* GIVEN ENTRIES *
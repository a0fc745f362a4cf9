//! The combiner contract the engines are generic over.
//!
//! A [`CombineFn`] describes an aggregation as four steps (create an empty
//! accumulator, add one input, merge two accumulators, finish into an output).
//! Every engine drives the same four steps; only the shape of the reduction
//! tree differs. [`ReceiptStatsFn`] is the receipt statistics combiner.

use crate::accumulator::ReceiptAccumulator;
use crate::model::Receipt;
use crate::ranking::DEFAULT_TOP_LIMIT;
use crate::statistics::ReceiptStatistics;

/// Associative aggregation over inputs of type `V` with accumulator `A` and
/// output `O`.
///
/// Implementations must make `merge` associative and commutative so that any
/// split of the input reduces to the same output.
pub trait CombineFn<V: ?Sized, A, O>: Send + Sync {
    fn create(&self) -> A;
    fn add_input(&self, acc: &mut A, v: &V);
    fn merge(&self, acc: &mut A, other: A);
    fn finish(&self, acc: A) -> O;
}

/// Receipt statistics as a [`CombineFn`].
#[derive(Clone, Copy, Debug)]
pub struct ReceiptStatsFn {
    /// Entries kept in each bounded ranking.
    pub top_n: usize,
}

impl ReceiptStatsFn {
    #[must_use]
    pub const fn new(top_n: usize) -> Self {
        Self { top_n }
    }
}

impl Default for ReceiptStatsFn {
    fn default() -> Self {
        Self::new(DEFAULT_TOP_LIMIT)
    }
}

impl CombineFn<Receipt, ReceiptAccumulator, ReceiptStatistics> for ReceiptStatsFn {
    fn create(&self) -> ReceiptAccumulator {
        ReceiptAccumulator::empty()
    }

    fn add_input(&self, acc: &mut ReceiptAccumulator, v: &Receipt) {
        acc.absorb(v);
    }

    fn merge(&self, acc: &mut ReceiptAccumulator, other: ReceiptAccumulator) {
        acc.merge(other);
    }

    fn finish(&self, acc: ReceiptAccumulator) -> ReceiptStatistics {
        acc.finalize_top(self.top_n)
    }
}
impl BatchedEngine {
    /// # Errors
    /// Fails if the configuration does not validate.
    pub fn new(config: &EngineConfig) -> Result<Self> {
        config.validate()?;
        Ok(Self {
            workers: config.workers,
            batch_size: config.batch_size,
            max_in_flight: config.max_in_flight,
            timeout: config.completion_timeout(),
        })
    }

    /// Records the producer may hold un-merged at any instant.
    #[must_use]
    pub const fn in_flight_limit(&self) -> usize {
        self.max_in_flight.saturating_mul(self.batch_size)
    }

    /// Aggregate a slice.
    ///
    /// # Errors
    /// See [`run_source`](Self::run_source).
    pub fn run<T, A, O, C, H>(
        &self,
        records: &[T],
        comb: &C,
        hook: &H,
    ) -> Result<Completed<O>, PipelineError>
    where
        T: Sync,
        A: Send,
        C: CombineFn<T, A, O> + ?Sized,
        H: ItemHook<T> + ?Sized,
    {
        self.run_source(slice_source(records), comb, hook, &CancelToken::new())
    }

    /// Aggregate everything `source` yields, stopping early if `cancel` fires.
    ///
    /// # Errors
    /// * [`PipelineError::TimedOut`] if the reducer has not published a result
    ///   within the configured completion timeout.
    /// * [`PipelineError::Producer`], [`PipelineError::Worker`] or
    ///   [`PipelineError::WorkerPanic`] for the first failure observed; merged
    ///   partial results are discarded.
    /// * [`PipelineError::Cancelled`] if `cancel` was triggered externally.
    pub fn run_source<'a, T, S, A, O, C, H>(
        &self,
        source: S,
        comb: &C,
        hook: &H,
        cancel: &CancelToken,
    ) -> Result<Completed<O>, PipelineError>
    where
        T: Sync + 'a,
        S: RecordSource<'a, T>,
        A: Send,
        C: CombineFn<T, A, O> + ?Sized,
        H: ItemHook<T> + ?Sized,
    {
        debug!(
            "batched run: {} workers, batch size {}, {} batches in flight",
            self.workers, self.batch_size, self.max_in_flight
        );
        let flow = FlowCounters::default();
        let flow = &flow;

        let outcome = thread::scope(|scope| -> Result<A, PipelineError> {
            let (batch_tx, batch_rx) = bounded::<Batch<'a, T>>(self.max_in_flight);
            let (event_tx, event_rx) = unbounded::<Event<A>>();
            let (demand_tx, demand_rx) = unbounded::<usize>();
            let (done_tx, done_rx) = bounded::<Result<A, PipelineError>>(1);

            let abort = |e: std::io::Error| {
                cancel.cancel();
                PipelineError::Spawn(e)
            };
            let mut handles = Vec::with_capacity(self.workers + 2);

            let reducer = Reducer {
                events: event_rx,
                demand: demand_tx,
                batch_size: self.batch_size,
                flow,
                cancel,
            };
            let initial = self.in_flight_limit();
            handles.push(
                thread::Builder::new()
                    .name("receiptflow-reducer".into())
                    .spawn_scoped(scope, move || {
                        let result = reducer.run(comb, initial);
                        if result.is_err() {
                            cancel.cancel();
                        }
                        let _ = done_tx.send(result);
                    })
                    .map_err(abort)?,
            );

            for i in 0..self.workers {
                let batches = batch_rx.clone();
                let events = event_tx.clone();
                handles.push(
                    thread::Builder::new()
                        .name(format!("receiptflow-worker-{i}"))
                        .spawn_scoped(scope, move || work(&batches, &events, comb, hook, cancel))
                        .map_err(abort)?,
                );
            }
            drop(batch_rx);

            let producer = Producer {
                source,
                batches: batch_tx,
                demand: demand_rx,
                events: event_tx,
                batch: Vec::with_capacity(self.batch_size.min(BATCH_PREALLOC)),
                batch_size: self.batch_size,
                quota: 0,
                dispatched: 0,
                flow,
                cancel,
            };
            handles.push(
                thread::Builder::new()
                    .name("receiptflow-producer".into())
                    .spawn_scoped(scope, move || producer.run())
                    .map_err(abort)?,
            );

            let outcome = match done_rx.recv_timeout(self.timeout) {
                Ok(result) => result,
                Err(RecvTimeoutError::Timeout) => {
                    warn!("batched pipeline timed out after {:?}", self.timeout);
                    Err(PipelineError::TimedOut(self.timeout))
                }
                Err(RecvTimeoutError::Disconnected) => Err(PipelineError::Disconnected {
                    merged: flow.batches_merged.load(Ordering::SeqCst),
                }),
            };
            if outcome.is_err() {
                cancel.cancel();
            }
            for handle in handles {
                if let Err(payload) = handle.join() {
                    warn!("pipeline thread panicked: {}", panic_message(payload.as_ref()));
                }
            }
            outcome
        });

        match outcome {
            Ok(acc) => {
                let flow = flow.snapshot();
                debug!(
                    "batched run complete: {} records in {} batches",
                    flow.emitted, flow.batches_merged
                );
                Ok(Completed {
                    output: comb.finish(acc),
                    flow,
                })
            }
            Err(e) => {
                warn!("batched run failed: {e}");
                Err(e)
            }
        }
    }
}

struct Producer<'a, 's, T, S, A> {
    source: S,
    batches: Sender<Batch<'a, T>>,
    demand: Receiver<usize>,
    events: Sender<Event<A>>,
    batch: Vec<&'a T>,
    batch_size: usize,
    quota: usize,
    dispatched: usize,
    flow: &'s FlowCounters,
    cancel: &'s CancelToken,
}
use anyhow::Result;
use receiptflow::hook::NoDelay;
use receiptflow::*;

/// Collects every element it sees, so a lost or duplicated leaf shows up.
struct CollectIndices;

impl CombineFn<usize, Vec<usize>, Vec<usize>> for CollectIndices {
    fn create(&self) -> Vec<usize> {
        Vec::new()
    }

    fn add_input(&self, acc: &mut Vec<usize>, v: &usize) {
        acc.push(*v);
    }

    fn merge(&self, acc: &mut Vec<usize>, other: Vec<usize>) {
        acc.extend(other);
    }

    fn finish(&self, mut acc: Vec<usize>) -> Vec<usize> {
        acc.sort_unstable();
        acc
    }
}

fn visit(mut s: RangeSplitter<'_, usize>, seen: &mut [u32], leaves: &mut usize) {
    match s.try_split() {
        Some(prefix) => {
            visit(prefix, seen, leaves);
            visit(s, seen, leaves);
        }
        None => {
            *leaves += 1;
            s.for_each_remaining(|&i| seen[i] += 1);
        }
    }
}

#[test]
fn every_index_is_visited_exactly_once() {
    let data: Vec<usize> = (0..4_097).collect();
    for min in [1, 3, 256, 4_096, 4_097, 50_000] {
        let mut seen = vec![0u32; data.len()];
        let mut leaves = 0;
        visit(RangeSplitter::new(&data, min), &mut seen, &mut leaves);
        assert!(seen.iter().all(|&n| n == 1), "min={min}");
        if min >= data.len() {
            assert_eq!(leaves, 1);
        } else {
            assert!(leaves >= data.len().div_ceil(min) / 2, "min={min} leaves={leaves}");
        }
    }
}

#[test]
fn small_ranges_do_not_split() {
    let data = [0usize; 8];
    assert!(RangeSplitter::new(&data, 8).try_split().is_none());
    assert!(RangeSplitter::new(&data[..0], 1).try_split().is_none());
}

#[test]
fn parallel_engine_covers_every_element() -> Result<()> {
    let data: Vec<usize> = (0..10_001).collect();
    for min in [1, 5, 64, 20_000] {
        let engine = ParallelEngine::new(&EngineConfig::default().with_min_batch_size(min))?;
        assert_eq!(engine.run(&data, &CollectIndices, &NoDelay)?, data);
    }
    Ok(())
}

#[test]
fn batched_engine_covers_every_element() -> Result<()> {
    let data: Vec<usize> = (0..1_003).collect();
    let engine = BatchedEngine::new(&EngineConfig::default().with_batch_size(10).with_workers(3))?;
    let done = engine.run(&data, &CollectIndices, &NoDelay)?;
    assert_eq!(done.output, data);
    assert_eq!(done.flow.batches_dispatched, 101);
    Ok(())
}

* WHAT IS BEING ASKED *
The word to look for is "events"; copy out every line of the entries that holds it.

* RESULT OF THIS TASK *
                events: event_rx,
                let events = event_tx.clone();
                        .spawn_scoped(scope, move || work(&batches, &events, comb, hook, cancel))
                events: event_tx,
    events: Sender<Event<A>>,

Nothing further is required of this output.